Over the last 3 years at University of Toronto a few people have shared that they “write better” than me. Of course my ego answers in these situations and it is the same thought process every time. I ask in my head. 1) Did thousands of people read your writing? 2) Did anyone cry when they read your writing? 3) Are you even going to remember what you wrote a year from now? I know this response is flawed. I understand that I have to learn humility but for the time being I have an ego. I am oversensitive and my feelings are easily hurt when someone speaks negatively about my academic writing.
I am limited in certain academic capacities. I have a learning disability. I’m not good at regurgitating information in print. It takes me twice as long to read most texts and three times as long to explicate and put what “I have learned” in my own words. This makes me feel inferior to other students.
I only thrive in classes where I am required to think for myself. I get my A’s and B’s in Bioethics and Aboriginal Studies. In Bioethics it is common to take the philosophy of a scholar, evaluate it, then develop a treatment plan from that platform. Moral consideration is completely reflective even if it is through the gaze of another philosopher. Medicine demands individual creativity. “There is art to medicine as well as science” (The Hippocratic Oath) Reflection is also mandatory in Aboriginal Studies. It is an art that is expressed in many forms, storytelling, poetry, filmmaking, theatre and the list goes on.

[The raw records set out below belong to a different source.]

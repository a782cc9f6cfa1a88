//! Routing error taxonomy.
//!
//! Structural and constraint rejections are not errors; they only move on to
//! the next candidate. Only construction problems and faults raised by handlers
//! or constraint predicates are represented here.

use thiserror::Error;

use crate::template::TemplateError;

/// Errors raised while building a router.
#[derive(Debug, Error)]
pub enum BuildError {
    #[error("invalid template '{template}': {source}")]
    InvalidTemplate {
        template: String,
        #[source]
        source: TemplateError,
    },

    #[error("unknown constraint '{constraint}' on parameter '{parameter}' of '{template}'")]
    UnknownConstraint {
        template: String,
        parameter: String,
        constraint: String,
    },

    #[error("invalid argument for constraint '{constraint}': {reason}")]
    InvalidConstraintArgument { constraint: String, reason: String },

    #[error("default for '{parameter}' in '{template}' conflicts with another value declared for it")]
    ConflictingDefault { template: String, parameter: String },

    #[error("route name '{name}' is used by templates '{first}' and '{second}'")]
    AmbiguousRouteName {
        name: String,
        first: String,
        second: String,
    },
}

/// A constraint predicate failed to evaluate (as opposed to rejecting a value).
#[derive(Debug, Clone, Error)]
#[error("constraint on '{parameter}' failed: {message}")]
pub struct ConstraintError {
    pub parameter: String,
    pub message: String,
}

impl ConstraintError {
    pub fn new(parameter: impl Into<String>, message: impl Into<String>) -> Self {
        Self {
            parameter: parameter.into(),
            message: message.into(),
        }
    }
}

/// A fault during dispatch or link generation. Never caught by the router.
#[derive(Debug, Error)]
pub enum RouteError {
    #[error(transparent)]
    Constraint(#[from] ConstraintError),

    #[error("handler failed: {0}")]
    Handler(String),

    #[error("handler failed: {0}")]
    Source(#[source] Box<dyn std::error::Error + Send + Sync>),
}

impl RouteError {
    pub fn handler(message: impl Into<String>) -> Self {
        RouteError::Handler(message.into())
    }

    /// Wrap an underlying error raised by a handler, keeping it as the source.
    pub fn from_source(error: impl Into<Box<dyn std::error::Error + Send + Sync>>) -> Self {
        RouteError::Source(error.into())
    }
}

I am currently enrolled in a creative writing class that is taught by a famous First Nations author. She is also an Elder. I could not ask for a better professor. There is never any spacing out during her lectures. I hang on every word she says. Often things are so culturally and personally relevant that I have to fight back the tears. I am sure I speak for other First Nations students as well. There are so few of us attending U of T that we all know one another’s story. In most cases we were separated from our culture through foster care or adoption and denied “The Ocean of love that we were meant to inherit.” Culturally this places a responsibility on our shoulders. We must learn so that we may serve.
Ancestrally I come from a long line of interpreters. Eight generations of interpretation and thousands of years of oral tradition reside in my cellular biology. As a First Nations writer I’ve been advised to find my “sweetest voice.” My sweetest voice is illusive and until now I have only searched for my truest voice. I suspect there will be a long journey between the two. I must start from the truth and arrive at the sweet while learning a sacred tradition. Simply put, I am a storyteller who must to learn how to write.
I have always written in a specific way. Since grade school I have resisted learning empirically. I thought this subtle resistance was my learning disability. I was relieved when I read an essay my professor wrote about the limited value of the “Empirical Essay.” That it follows a “master and slave” format and it devalues other types of learning/writing outside of empirical academia. Furthermore it has limited value for the writer of the essay because creativity is often restricted. The essay about the “Empirical Essay” gave value to everything I have written.
Last year I took a chance writing an essay, felt confident handing it in only to receive a C-. My assignment was to first discuss the rising rate of HIV in First Nations females due to IV drug use and second develop a plan to treat new cases of HIV. We were to use Statistics Canada our textbook and other sources of our choice for research.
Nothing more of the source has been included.